Historically, there tends to be a strong correlation between housing stocks and housing prices. Over the years, I have observed that housing stocks tend to move first and then housing prices follow. For example, from 2000 to 2005 housing stocks soared after the Dot-Com crash. Then housing prices on Main Street followed. Then, housing stocks topped out in 2005 and began to fall. Shortly thereafter, 2008 hit and the housing market imploded. By that time, the average housing stock had already fallen more than 50% to 80% from its 2005 high.

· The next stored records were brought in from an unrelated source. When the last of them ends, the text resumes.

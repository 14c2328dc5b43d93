use loom_core::errors::GatewayError;
use loom_core::tools::ToolError;
use loom_store::StoreError;

#[derive(Debug, thiserror::Error)]
pub enum EngineError {
    #[error("gateway error: {0}")]
    Gateway(#[from] GatewayError),

    #[error("store error: {0}")]
    Store(#[from] StoreError),

    #[error("tool error: {0}")]
    Tool(#[from] ToolError),

    #[error("duplicate tool name: {0}")]
    DuplicateTool(String),

    #[error("unknown agent profile: {0}")]
    UnknownProfile(String),

    #[error("session {0} is archived")]
    SessionArchived(String),

    #[error("cancelled")]
    Cancelled,
}

impl EngineError {
    /// Short machine-readable kind, used in error events.
    pub fn kind(&self) -> &'static str {
        match self {
            Self::Gateway(e) => e.error_kind(),
            Self::Store(_) => "store",
            Self::Tool(_) => "tool",
            Self::DuplicateTool(_) => "duplicate_tool",
            Self::UnknownProfile(_) => "unknown_profile",
            Self::SessionArchived(_) => "session_archived",
            Self::Cancelled => "cancelled",
        }
    }

    pub fn is_cancelled(&self) -> bool {
        match self {
            Self::Cancelled => true,
            Self::Gateway(e) => e.is_cancelled(),
            Self::Tool(ToolError::Cancelled) => true,
            _ => false,
        }
    }
}

#[cfg(test)]
mod tests {
    use super::*;

    #[test]
    fn cancellation_is_recognized_through_wrappers() {
        assert!(EngineError::Cancelled.is_cancelled());
        assert!(EngineError::Gateway(GatewayError::Cancelled).is_cancelled());
        assert!(!EngineError::Gateway(GatewayError::ProviderOverloaded).is_cancelled());
    }

    #[test]
    fn kind_delegates_to_gateway() {
        let err = EngineError::from(GatewayError::AuthenticationFailed("bad key".into()));
        assert_eq!(err.kind(), GatewayError::AuthenticationFailed(String::new()).error_kind());
        assert_eq!(EngineError::SessionArchived("s".into()).kind(), "session_archived");
    }
}
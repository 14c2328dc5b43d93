use std::pin::Pin;

use async_trait::async_trait;
use futures::Stream;
use tokio_util::sync::CancellationToken;

use crate::context::LlmContext;
use crate::errors::GatewayError;
use crate::stream::StreamEvent;

pub type EventStream = Pin<Box<dyn Stream<Item = StreamEvent> + Send>>;

/// Options controlling generation behavior for one call.
#[derive(Clone, Debug, Default)]
pub struct StreamOptions {
    pub max_tokens: Option<u32>,
    pub temperature: Option<f64>,
    pub thinking: ThinkingConfig,
    pub stop_sequences: Vec<String>,
    /// Polled between attempts and while waiting on the network.
    pub cancel: Option<CancellationToken>,
}

impl StreamOptions {
    pub fn with_cancel(mut self, cancel: CancellationToken) -> Self {
        self.cancel = Some(cancel);
        self
    }
}

#[derive(Clone, Debug, Default, PartialEq, Eq, serde::Serialize, serde::Deserialize)]
#[serde(tag = "kind", rename_all = "snake_case")]
pub enum ThinkingConfig {
    #[default]
    Disabled,
    Budget { tokens: u32 },
}

/// One model back end. Implementations normalize their wire events into
/// [`StreamEvent`]s; retry is layered on by wrapping.
#[async_trait]
pub trait LlmProvider: Send + Sync {
    fn name(&self) -> &str;
    fn model(&self) -> &str;
    fn context_window(&self) -> usize;
    fn supports_thinking(&self) -> bool;
    fn supports_tools(&self) -> bool;

    async fn stream(
        &self,
        context: &LlmContext,
        options: &StreamOptions,
    ) -> Result<EventStream, GatewayError>;
}
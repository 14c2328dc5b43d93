use std::sync::Arc;

use serde::{Deserialize, Serialize};
use tracing::info;

use loom_core::errors::GatewayError;
use loom_core::provider::LlmProvider;
use loom_core::security::ApiKey;

use crate::anthropic::AnthropicProvider;
use crate::openai::OpenAiProvider;
use crate::reliable::{ReliableConfig, ReliableProvider};

/// Which back end to talk to. API keys are never stored here, only the name
/// of the environment variable holding one.
#[derive(Clone, Debug, PartialEq, Eq, Serialize, Deserialize)]
#[serde(tag = "kind", rename_all = "snake_case")]
pub enum ProviderConfig {
    Anthropic {
        #[serde(default)]
        model: Option<String>,
        #[serde(default = "default_anthropic_key_env")]
        api_key_env: String,
        #[serde(default)]
        base_url: Option<String>,
    },
    #[serde(rename = "openai")]
    OpenAi {
        #[serde(default)]
        model: Option<String>,
        #[serde(default = "default_openai_key_env")]
        api_key_env: String,
        #[serde(default)]
        base_url: Option<String>,
    },
}

fn default_anthropic_key_env() -> String {
    "ANTHROPIC_API_KEY".into()
}

fn default_openai_key_env() -> String {
    "OPENAI_API_KEY".into()
}

impl Default for ProviderConfig {
    fn default() -> Self {
        Self::Anthropic {
            model: None,
            api_key_env: default_anthropic_key_env(),
            base_url: None,
        }
    }
}

impl ProviderConfig {
    pub fn api_key_env(&self) -> &str {
        match self {
            Self::Anthropic { api_key_env, .. } | Self::OpenAi { api_key_env, .. } => api_key_env,
        }
    }
}

/// Build the configured provider with retry layered on top.
pub fn build_provider(
    config: &ProviderConfig,
    retry: ReliableConfig,
) -> Result<Arc<dyn LlmProvider>, GatewayError> {
    let key_env = config.api_key_env();
    let api_key = ApiKey::from_env(key_env).ok_or_else(|| {
        GatewayError::AuthenticationFailed(format!("environment variable {key_env} is not set"))
    })?;

    let inner: Arc<dyn LlmProvider> = match config {
        ProviderConfig::Anthropic { model, base_url, .. } => {
            let mut provider = AnthropicProvider::new(api_key, model.as_deref())?;
            if let Some(url) = base_url {
                provider = provider.with_base_url(url);
            }
            Arc::new(provider)
        }
        ProviderConfig::OpenAi { model, base_url, .. } => {
            let mut provider = OpenAiProvider::new(api_key, model.as_deref())?;
            if let Some(url) = base_url {
                provider = provider.with_base_url(url);
            }
            Arc::new(provider)
        }
    };

    info!(
        provider = inner.name(),
        model = inner.model(),
        max_retries = retry.max_retries,
        "provider configured"
    );
    Ok(Arc::new(ReliableProvider::new(inner, retry)))
}
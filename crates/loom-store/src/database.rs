use std::path::{Path, PathBuf};
use std::sync::Arc;

use parking_lot::Mutex;
use rusqlite::{Connection, OptionalExtension};
use tracing::info;

use crate::error::StoreError;
use crate::schema;

/// Thread-safe SQLite connection wrapper.
/// Uses parking_lot::Mutex for synchronous access (rusqlite is not Sync).
#[derive(Clone)]
pub struct Database {
    conn: Arc<Mutex<Connection>>,
    path: PathBuf,
}

impl Database {
    /// Open or create a database at the given path.
    pub fn open(path: &Path) -> Result<Self, StoreError> {
        if let Some(parent) = path.parent() {
            std::fs::create_dir_all(parent)?;
        }
        let conn = Connection::open(path)?;
        init(&conn)?;
        info!(path = %path.display(), "database opened");

        Ok(Self {
            conn: Arc::new(Mutex::new(conn)),
            path: path.to_owned(),
        })
    }

    /// Open an in-memory database (for testing).
    pub fn in_memory() -> Result<Self, StoreError> {
        let conn = Connection::open_in_memory()?;
        init(&conn)?;
        Ok(Self {
            conn: Arc::new(Mutex::new(conn)),
            path: PathBuf::from(":memory:"),
        })
    }

    /// Execute a closure with the database connection.
    pub fn with_conn<F, T>(&self, f: F) -> Result<T, StoreError>
    where
        F: FnOnce(&Connection) -> Result<T, StoreError>,
    {
        let conn = self.conn.lock();
        f(&conn)
    }

    pub fn path(&self) -> &Path {
        &self.path
    }
}

fn init(conn: &Connection) -> Result<(), StoreError> {
    conn.execute_batch(schema::PRAGMAS)
        .map_err(|source| StoreError::Setup { step: "pragmas", source })?;
    conn.execute_batch(schema::CREATE_TABLES)
        .map_err(|source| StoreError::Setup { step: "schema", source })?;

    let version: Option<u32> = conn
        .query_row("SELECT version FROM schema_version LIMIT 1", [], |row| row.get(0))
        .optional()?;
    match version {
        None => {
            conn.execute(
                "INSERT INTO schema_version (version) VALUES (?1)",
                [schema::SCHEMA_VERSION],
            )?;
        }
        Some(v) if v > schema::SCHEMA_VERSION => {
            return Err(StoreError::SchemaTooNew {
                found: v,
                supported: schema::SCHEMA_VERSION,
            });
        }
        Some(_) => {}
    }
    Ok(())
}

#[cfg(test)]
mod tests {
    use super::*;

    #[test]
    fn open_creates_missing_parent_dirs() {
        let dir = tempfile::tempdir().unwrap();
        let path = dir.path().join("nested/deeper/sessions.db");
        let db = Database::open(&path).unwrap();
        assert_eq!(db.path(), path);
        assert!(path.exists());
    }

    #[test]
    fn open_under_a_file_is_an_io_error() {
        let dir = tempfile::tempdir().unwrap();
        let blocker = dir.path().join("not-a-dir");
        std::fs::write(&blocker, "x").unwrap();
        let err = Database::open(&blocker.join("sessions.db")).err().unwrap();
        assert!(matches!(err, StoreError::Io(_)), "got {err:?}");
    }

    #[test]
    fn open_in_memory() {
        let db = Database::in_memory().unwrap();
        assert_eq!(db.path(), Path::new(":memory:"));
    }

    #[test]
    fn schema_version_set() {
        let db = Database::in_memory().unwrap();
        let version: u32 = db
            .with_conn(|conn| {
                Ok(conn.query_row("SELECT version FROM schema_version", [], |row| row.get(0))?)
            })
            .unwrap();
        assert_eq!(version, schema::SCHEMA_VERSION);
    }

    #[test]
    fn tables_created() {
        let db = Database::in_memory().unwrap();
        let tables: Vec<String> = db
            .with_conn(|conn| {
                let mut stmt = conn
                    .prepare("SELECT name FROM sqlite_master WHERE type='table' ORDER BY name")?;
                let names = stmt
                    .query_map([], |row| row.get(0))?
                    .collect::<Result<_, _>>()?;
                Ok(names)
            })
            .unwrap();
        assert!(tables.contains(&"sessions".to_string()));
        assert!(tables.contains(&"messages".to_string()));
    }

    #[test]
    fn reopen_file_database() {
        let dir = tempfile::tempdir().unwrap();
        let path = dir.path().join("nested").join("loom.db");
        let db = Database::open(&path).unwrap();
        assert!(path.exists());
        drop(db);

        let again = Database::open(&path).unwrap();
        let rows: u32 = again
            .with_conn(|conn| {
                Ok(conn.query_row("SELECT COUNT(*) FROM schema_version", [], |row| row.get(0))?)
            })
            .unwrap();
        assert_eq!(rows, 1);
    }

    #[test]
    fn newer_schema_rejected() {
        let dir = tempfile::tempdir().unwrap();
        let path = dir.path().join("loom.db");
        Database::open(&path)
            .unwrap()
            .with_conn(|conn| {
                conn.execute("UPDATE schema_version SET version = 99", [])?;
                Ok(())
            })
            .unwrap();
        assert!(matches!(Database::open(&path), Err(StoreError::SchemaTooNew { found: 99, .. })));
    }
}
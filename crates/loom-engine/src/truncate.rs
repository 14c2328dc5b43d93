use std::io;
use std::path::{Path, PathBuf};

use loom_core::ids::ToolCallId;

/// Largest index `<= max` that falls on a char boundary.
fn floor_char_boundary(s: &str, max: usize) -> usize {
    if max >= s.len() {
        return s.len();
    }
    let mut idx = max;
    while !s.is_char_boundary(idx) {
        idx -= 1;
    }
    idx
}

/// Truncate tool output if it exceeds `max_bytes`.
///
/// Cuts at a char boundary and appends a marker with the original and kept
/// sizes, plus the artifact path when the full output was saved.
pub fn truncate_output(output: &str, max_bytes: usize, artifact: Option<&Path>) -> String {
    if output.len() <= max_bytes {
        return output.to_string();
    }
    let boundary = floor_char_boundary(output, max_bytes);
    let kept = &output[..boundary];
    match artifact {
        Some(path) => format!(
            "{kept}\n\n[truncated: {} bytes -> {} bytes; full output saved to {}]",
            output.len(),
            boundary,
            path.display()
        ),
        None => format!(
            "{kept}\n\n[truncated: {} bytes -> {} bytes]",
            output.len(),
            boundary
        ),
    }
}

/// Save the untruncated output as `<dir>/<tool_call_id>.txt`.
pub async fn write_artifact(
    dir: &Path,
    tool_call_id: &ToolCallId,
    output: &str,
) -> io::Result<PathBuf> {
    tokio::fs::create_dir_all(dir).await?;
    let path = dir.join(format!("{tool_call_id}.txt"));
    tokio::fs::write(&path, output).await?;
    Ok(path)
}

Then, a few years later in late 2011 and 2012, housing stocks bottomed and began to rally for the next several years. Well, once again, housing prices on Main Street followed, and the rest is history. That’s why paying attention to housing stocks and home improvement stocks is so important because it gives us clues on what might happen on Main Street.
More Clues On The Health Of The Consumer: Other Retail Stocks
Housing stocks are one component but we also want to see how other retailers performed last quarter and what they will say for the rest of 2023. That’s why it is important to stay focused and pay attention to what the other big retail stocks will say when they report earnings later this week. We will know more by the end of the week, but if other large retailers echo Home Depot’s concerns, that could be enough to spark another (potentially big) leg down on Wall Street.
On the other hand, if the market absorbs this news and does not fall, that will be a very bullish sign and suggest that another leg higher may unfold. Remember, there is no “lock” on Wall Street. It is a big puzzle and the narrative continues to evolve as new “data” is released. Stay tuned, it is never a dull moment on Wall Street.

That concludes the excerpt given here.